2) I am always surprised by my outward appearance and presence as compared to how I feel in the inside. When I see myself on video, it never seems to sync up to the inner person. Today, I was also thinking to myself that while I turn 45 in December, I don't feel 45 at all. At times, I feel more like a gawky teenager trying to figure things out.
3) When I was about 2, my family moved to Japan and lived on a naval base while my father served in Vietnam. When we left Japan two years later, I was speaking half-Japanese, half-English. Of course, now, I can't speak any Japanese. Always wondered if I would be able to pick it up easily or not. I spoke German fairly fluently in high school and college. When I was in Germany a few years ago, I could understand those around me, but could not speak as much as I used to be able to.
4) I learned how to drink Guinness beer in Germany at an Irish bar from a Scottish salesman who was dating the Croatian barmaid. They took us to another club where friends of their's were playing in the band. The lead singer of that band was a brain surgeon who had operated on the Croatian woman's son after a bombing.
5) When I was in elementary school, I was placed in a gifted program, an advanced studies program that took me out of class one day a week to go to a different school. I didn't like the program because it made me feel too different than the other kids. One week, I didn't want to go to the program because my class was doing something else I considered to be more fun. Since my parents wouldn't let me skip the advanced program, I decided I would miss the bus so I couldn't go. I walked the mile to school taking baby steps the whole way. It didn't work however. The school held the bus for me. When I got home, my mother wanted to know where I had been all day. Apparently the school called her and said I wasn't there. But they never called her back to say I was there.
6) My father was in the Navy so we moved around quite a bit. After Japan, we went to Rhode Island where I learned to read in nursery school. We then moved to Pennsylvania and I was asked to leave kindergarten because I was disruptive. They were learning the alphabet and I already knew how to read. We lived with my grandmother for a while in PA in a small coal mining town, Nesquehoning. I used to roam the streets and talk to the neighbors. There was one man, I called him the Onion Man, because I would talk to him while he was working in his vegetable garden. I told him that my grandmother could take her teeth out and kept them in a glass. He said, like this? and pushed his false teeth out of his mouth. I ran home and I'm not sure I ever talked to him again.

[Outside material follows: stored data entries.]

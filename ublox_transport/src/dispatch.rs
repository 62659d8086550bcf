//! Asynchronous receive: a background task per device that pulls every
//! message off its own ring buffer cursor and hands it to the matching
//! subscribers.

use std::{
    collections::VecDeque,
    io,
    panic::{self, AssertUnwindSafe},
    sync::{
        atomic::{AtomicU64, Ordering},
        mpsc::{self, Receiver, RecvTimeoutError, SyncSender},
        Arc, Mutex, MutexGuard,
    },
    thread::{self, JoinHandle},
};

use log::{debug, trace, warn};

use crate::{
    classify::{next_message, Peek},
    constants::{UBX_CLASS_ACK, UBX_HEADER_LEN, UBX_ID_ACK_NAK},
    device::Shared,
    error::{Error, Result},
    message_id::{MessageId, Protocols},
    ring::ReadHandle,
};

/// Subscriber callback: the concrete message identifier, then either the
/// body length or [`Error::Nack`] when the receiver rejected the message
/// this subscriber waits for, then a reader over the frame.
pub type Callback = Box<dyn FnMut(&MessageId, Result<usize>, &mut MessageReader<'_>) + Send>;

/// Identifies a subscription made with [`crate::Device::receive_start`].
#[derive(Debug, Clone, Copy, PartialEq, Eq, Hash)]
pub struct SubscriberHandle {
    index: usize,
    serial: u64,
}

/// Read access to the frame being dispatched, handed to each callback.
///
/// Every callback gets its own reader positioned at the first byte of the
/// frame (the sync byte for UBX, `$` for NMEA, the preamble for RTCM).
#[derive(Debug)]
pub struct MessageReader<'a> {
    frame: &'a [u8],
    position: usize,
}

impl<'a> MessageReader<'a> {
    pub(crate) fn new(frame: &'a [u8]) -> Self {
        Self { frame, position: 0 }
    }

    pub fn frame_len(&self) -> usize {
        self.frame.len()
    }

    pub fn remaining(&self) -> usize {
        self.frame.len() - self.position
    }

    /// Copies bytes starting `offset` bytes past the current position without consuming them.
    pub fn peek(&self, dest: &mut [u8], offset: usize) -> usize {
        self.frame[self.position..].peek(dest, offset)
    }

    /// Copies bytes from the current position and moves past them.
    pub fn read(&mut self, dest: &mut [u8]) -> usize {
        let n = self.peek(dest, 0);
        self.position += n;
        n
    }
}

struct Subscriber {
    serial: u64,
    wanted: MessageId,
    callback: Callback,
}

/// Fixed arena of subscribers plus their dispatch order, newest first.
struct Subscribers {
    slots: Vec<Option<Subscriber>>,
    order: VecDeque<usize>,
    next_serial: u64,
}

impl Subscribers {
    fn new(max: usize) -> Self {
        Self {
            slots: (0..max).map(|_| None).collect(),
            order: VecDeque::with_capacity(max),
            next_serial: 0,
        }
    }

    fn insert(&mut self, wanted: MessageId, callback: Callback) -> Result<SubscriberHandle> {
        let index = self
            .slots
            .iter()
            .position(Option::is_none)
            .ok_or(Error::ResourceExhausted("subscriber"))?;
        let serial = self.next_serial;
        self.next_serial += 1;
        self.slots[index] = Some(Subscriber {
            serial,
            wanted,
            callback,
        });
        self.order.push_front(index);
        Ok(SubscriberHandle { index, serial })
    }

    fn remove(&mut self, handle: SubscriberHandle) -> bool {
        let Some(slot) = self.slots.get_mut(handle.index) else {
            return false;
        };
        if slot.as_ref().is_none_or(|s| s.serial != handle.serial) {
            return false;
        }
        *slot = None;
        self.order.retain(|&i| i != handle.index);
        true
    }

    fn clear(&mut self) {
        self.slots.iter_mut().for_each(|slot| *slot = None);
        self.order.clear();
    }

    fn is_empty(&self) -> bool {
        self.order.is_empty()
    }

    fn dispatch(&mut self, id: &MessageId, body_len: usize, frame: &[u8]) {
        let nacked = (*id == MessageId::ubx(UBX_CLASS_ACK, UBX_ID_ACK_NAK) && body_len >= 2)
            .then(|| (frame[UBX_HEADER_LEN], frame[UBX_HEADER_LEN + 1]));

        for &index in &self.order {
            let Some(sub) = self.slots.get_mut(index).and_then(Option::as_mut) else {
                continue;
            };
            let result = if sub.wanted.is_wanted(id) {
                Ok(body_len)
            } else if let Some((class, msg_id)) =
                nacked.filter(|&nak| sub.wanted.concrete_ubx() == Some(nak))
            {
                Err(Error::Nack { class, id: msg_id })
            } else {
                continue;
            };
            let callback = &mut sub.callback;
            let call = || callback(id, result, &mut MessageReader::new(frame));
            if panic::catch_unwind(AssertUnwindSafe(call)).is_err() {
                warn!("subscriber {index} panicked while handling {id}");
            }
        }
    }
}

fn lock<T>(mutex: &Mutex<T>) -> MutexGuard<'_, T> {
    mutex.lock().unwrap_or_else(|e| e.into_inner())
}

/// The background task itself, running on its own thread.
struct ReceiveTask {
    shared: Arc<Shared>,
    subscribers: Arc<Mutex<Subscribers>>,
    flush_to: Arc<AtomicU64>,
    handle: ReadHandle,
    staging: Vec<u8>,
}

impl ReceiveTask {
    fn new(
        shared: Arc<Shared>,
        subscribers: Arc<Mutex<Subscribers>>,
        flush_to: Arc<AtomicU64>,
    ) -> Result<Self> {
        let mut staging = Vec::new();
        staging
            .try_reserve_exact(shared.config.ring_capacity)
            .map_err(|_| Error::NoMemory)?;
        let handle = shared.ring.take_read_handle()?;
        Ok(Self {
            shared,
            subscribers,
            flush_to,
            handle,
            staging,
        })
    }

    fn run(mut self, stop: &Receiver<()>) {
        debug!("receive task started");
        let pause = self.shared.config.async_yield;
        loop {
            let added = match self.shared.fill(self.shared.config.fill_max_wait) {
                Ok(added) => added,
                Err(e) => {
                    warn!("receive task: transport read failed: {e}");
                    0
                },
            };
            let dispatched = self.drain();

            let pause = if added == 0 && dispatched == 0 {
                pause * 2
            } else {
                pause
            };
            match stop.recv_timeout(pause) {
                Err(RecvTimeoutError::Timeout) => {},
                Ok(()) | Err(RecvTimeoutError::Disconnected) => break,
            }
        }
        self.shared.ring.give_read_handle(self.handle);
        debug!("receive task stopped");
    }

    /// Dispatches every complete message currently buffered.
    fn drain(&mut self) -> usize {
        let ring = &self.shared.ring;
        let mut dispatched = 0;
        loop {
            // Locked only while the frame is copied out
            ring.lock_read_handle(&self.handle);
            let flush_to = self.flush_to.load(Ordering::Acquire);
            let flushed = ring.flush_handle_to(&self.handle, flush_to);
            if flushed > 0 {
                trace!("receive task flushed {flushed} byte(s)");
            }
            let next = next_message(ring, &self.handle, Protocols::all());
            if let Some((_, frame_len, _)) = &next {
                self.staging.clear();
                self.staging.resize(*frame_len, 0);
                ring.read_handle(&self.handle, &mut self.staging);
            }
            ring.unlock_read_handle(&self.handle);

            let Some((id, _, body_len)) = next else {
                return dispatched;
            };
            trace!("dispatching {id}");
            lock(&self.subscribers).dispatch(&id, body_len, &self.staging);
            dispatched += 1;
        }
    }
}

struct Worker {
    stop: SyncSender<()>,
    thread: JoinHandle<()>,
}

impl Worker {
    fn spawn(
        shared: Arc<Shared>,
        subscribers: Arc<Mutex<Subscribers>>,
        flush_to: Arc<AtomicU64>,
    ) -> Result<Self> {
        let (stop_tx, stop_rx) = mpsc::sync_channel(1);
        let (ready_tx, ready_rx) = mpsc::sync_channel(1);
        let thread = thread::Builder::new()
            .name("ubx-receive".into())
            .spawn(move || match ReceiveTask::new(shared, subscribers, flush_to) {
                Ok(task) => {
                    let _ = ready_tx.send(Ok(()));
                    task.run(&stop_rx);
                },
                Err(e) => {
                    let _ = ready_tx.send(Err(e));
                },
            })?;

        match ready_rx.recv() {
            Ok(Ok(())) => Ok(Self {
                stop: stop_tx,
                thread,
            }),
            Ok(Err(e)) => {
                let _ = thread.join();
                Err(e)
            },
            Err(_) => {
                let _ = thread.join();
                Err(io::Error::other("receive task exited during start-up").into())
            },
        }
    }

    fn is_alive(&self) -> bool {
        !self.thread.is_finished()
    }

    fn stop(self) {
        // The task may already be gone, in which case there is nobody to tell
        let _ = self.stop.send(());
        if self.thread.join().is_err() {
            warn!("receive task panicked");
        }
    }
}

/// Per-device bookkeeping for the asynchronous receive task.
pub(crate) struct AsyncReceiver {
    subscribers: Arc<Mutex<Subscribers>>,
    worker: Mutex<Option<Worker>>,
    /// Stream position below which the task discards unread data.
    flush_to: Arc<AtomicU64>,
}

impl AsyncReceiver {
    pub(crate) fn new(max_subscribers: usize) -> Self {
        Self {
            subscribers: Arc::new(Mutex::new(Subscribers::new(max_subscribers))),
            worker: Mutex::new(None),
            flush_to: Arc::new(AtomicU64::new(0)),
        }
    }

    pub(crate) fn start(
        &self,
        shared: &Arc<Shared>,
        wanted: MessageId,
        callback: Callback,
    ) -> Result<SubscriberHandle> {
        let mut worker = lock(&self.worker);
        debug!("subscribing to {wanted}");
        let handle = lock(&self.subscribers).insert(wanted, callback)?;
        if let Some(dead) = worker.take_if(|w| !w.is_alive()) {
            warn!("receive task died, restarting it");
            dead.stop();
        }
        if worker.is_none() {
            match Worker::spawn(shared.clone(), self.subscribers.clone(), self.flush_to.clone()) {
                Ok(started) => *worker = Some(started),
                Err(e) => {
                    lock(&self.subscribers).remove(handle);
                    return Err(e);
                },
            }
        }
        Ok(handle)
    }

    pub(crate) fn stop(&self, handle: SubscriberHandle) -> Result<()> {
        let mut worker = lock(&self.worker);
        let (removed, empty) = {
            let mut subscribers = lock(&self.subscribers);
            (subscribers.remove(handle), subscribers.is_empty())
        };
        if !removed {
            return Err(Error::InvalidParameter("unknown subscriber handle"));
        }
        debug!("subscriber {} removed", handle.index);
        if empty {
            if let Some(running) = worker.take() {
                running.stop();
            }
        }
        Ok(())
    }

    pub(crate) fn stop_all(&self) {
        let mut worker = lock(&self.worker);
        lock(&self.subscribers).clear();
        if let Some(running) = worker.take() {
            running.stop();
        }
    }

    /// Makes the task discard whatever it has not read below `pos`.
    pub(crate) fn request_flush_to(&self, pos: u64) {
        self.flush_to.fetch_max(pos, Ordering::AcqRel);
    }

    pub(crate) fn is_running(&self) -> bool {
        lock(&self.worker).as_ref().is_some_and(Worker::is_alive)
    }
}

7) I graduated from college with a degree in business and a concentration in personnel management. I changed my major several times in college, starting out as a journalism major, then to social work and then to business. Before I graduated, I did my internship at Three Mile Island working in their personnel department for a summer in college. I remembered back when the accident happened at TMI. I lived nearby and my father was the town manager. As town manager, he was in charge of evacuating the town if it came to that. A 16-year old at the time, I decided I was not leaving. We argued about it but we were never evacuated.
After college, I took a temporary job at a trucking company that turned into five years. While there, I went back to college and started earning another degree in computer science. My daughter was born and I quit the trucking company to focus on school. My first computer science job was for a company who hired most if not all their employees in mid-June. They would have 200-300 people start every year at the same time. My IT team (10 of us) spent that summer in orientation together. They were all very early 20s and I was almost 30, married, and with a two-year old child.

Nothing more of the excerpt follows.